Carbon and making a model Buckyball
Studying material science allows new products to be made with greater efficiency and lower costs. The choice of material for a new product depends on the function of the new product and how its properties will enhance the product. A famous example is reinforced concrete. Concrete itself is strong under compression but weak under tension and steel is strong under tension but weak under compression. Put the two together and you have a very strong building material. Of course cost is also a consideration. Silver is a much better electrical conductor than copper but copper is considerably cheaper.
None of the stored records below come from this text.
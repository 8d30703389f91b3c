//! Genome list files: one FASTA path per line, `#` comments and blanks ignored.

use crate::error::{KmxError, Result};
use std::fs::File;
use std::io::{BufRead, BufReader};
use std::path::{Path, PathBuf};

/// Ordered genome paths; position in the list is the matrix row
#[derive(Debug, Clone, PartialEq, Eq)]
pub struct GenomeList {
    source: PathBuf,
    genomes: Vec<PathBuf>,
}

impl GenomeList {
    pub fn from_file<P: AsRef<Path>>(path: P) -> Result<Self> {
        let path = path.as_ref();
        let file = File::open(path)
            .map_err(|e| KmxError::io_error(format!("Could not read genome list file '{}': {}", path.display(), e)))?;
        Self::from_reader(BufReader::new(file), path)
    }

    pub fn from_reader<R: BufRead>(reader: R, source: &Path) -> Result<Self> {
        let mut genomes = Vec::new();
        for line in reader.lines() {
            let line = line?;
            let entry = line.trim();
            if entry.is_empty() || entry.starts_with('#') {
                continue;
            }
            genomes.push(PathBuf::from(entry));
        }

        if genomes.is_empty() {
            return Err(KmxError::EmptyGenomeList(source.to_path_buf()));
        }

        Ok(Self {
            source: source.to_path_buf(),
            genomes,
        })
    }

    /// The list file itself, handed to the oracle for the combined count
    pub fn source(&self) -> &Path {
        &self.source
    }

    pub fn genomes(&self) -> &[PathBuf] {
        &self.genomes
    }

    pub fn len(&self) -> usize {
        self.genomes.len()
    }

    pub fn is_empty(&self) -> bool {
        self.genomes.is_empty()
    }

    /// Upper occurrence bound used when none is given: half the genome count, at least 1
    pub fn default_max_count(&self) -> u64 {
        (self.genomes.len() as u64 / 2).max(1)
    }
}

#[cfg(test)]
mod tests {
    use super::*;
    use std::io::Cursor;

    #[test]
    fn test_skips_comments_and_blanks() {
        let content = "# header\n/data/a.fa\n\n  /data/b.fa  \n#/data/c.fa\n";
        let list = GenomeList::from_reader(Cursor::new(content), Path::new("list.txt")).unwrap();
        assert_eq!(list.genomes(), &[PathBuf::from("/data/a.fa"), PathBuf::from("/data/b.fa")]);
        assert_eq!(list.source(), Path::new("list.txt"));
    }

    #[test]
    fn test_default_max_count() {
        let one = GenomeList::from_reader(Cursor::new("a.fa\n"), Path::new("l")).unwrap();
        assert_eq!(one.default_max_count(), 1);

        let five = GenomeList::from_reader(Cursor::new("a\nb\nc\nd\ne\n"), Path::new("l")).unwrap();
        assert_eq!(five.default_max_count(), 2);
    }

    #[test]
    fn test_empty_list_rejected() {
        let err = GenomeList::from_reader(Cursor::new("# nothing\n\n"), Path::new("l")).unwrap_err();
        assert!(matches!(err, KmxError::EmptyGenomeList(_)));
    }
}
So the choice of materials is a balance between properties, performance, cost and convenience, amongst other things.
Nanomaterial properties differ from their large scale properties because they have a greater surface-area-to-volume-ratio and if they are free to move then there is a greater chance of random motion (Brownian motion). They are likely to have greater reaction rates and may even be different colours from their large scale counterparts.
Carbon is the chemical element with symbol C and atomic number 6. It is non-metallic and tetravalent — making four electrons available to form covalent chemical bonds. There are three naturally occurring isotopes, with 12C and 13C being stable, while 14C is radioactive, decaying with a half-life of about 5,730 years. Carbon is one of the few elements known since antiquity.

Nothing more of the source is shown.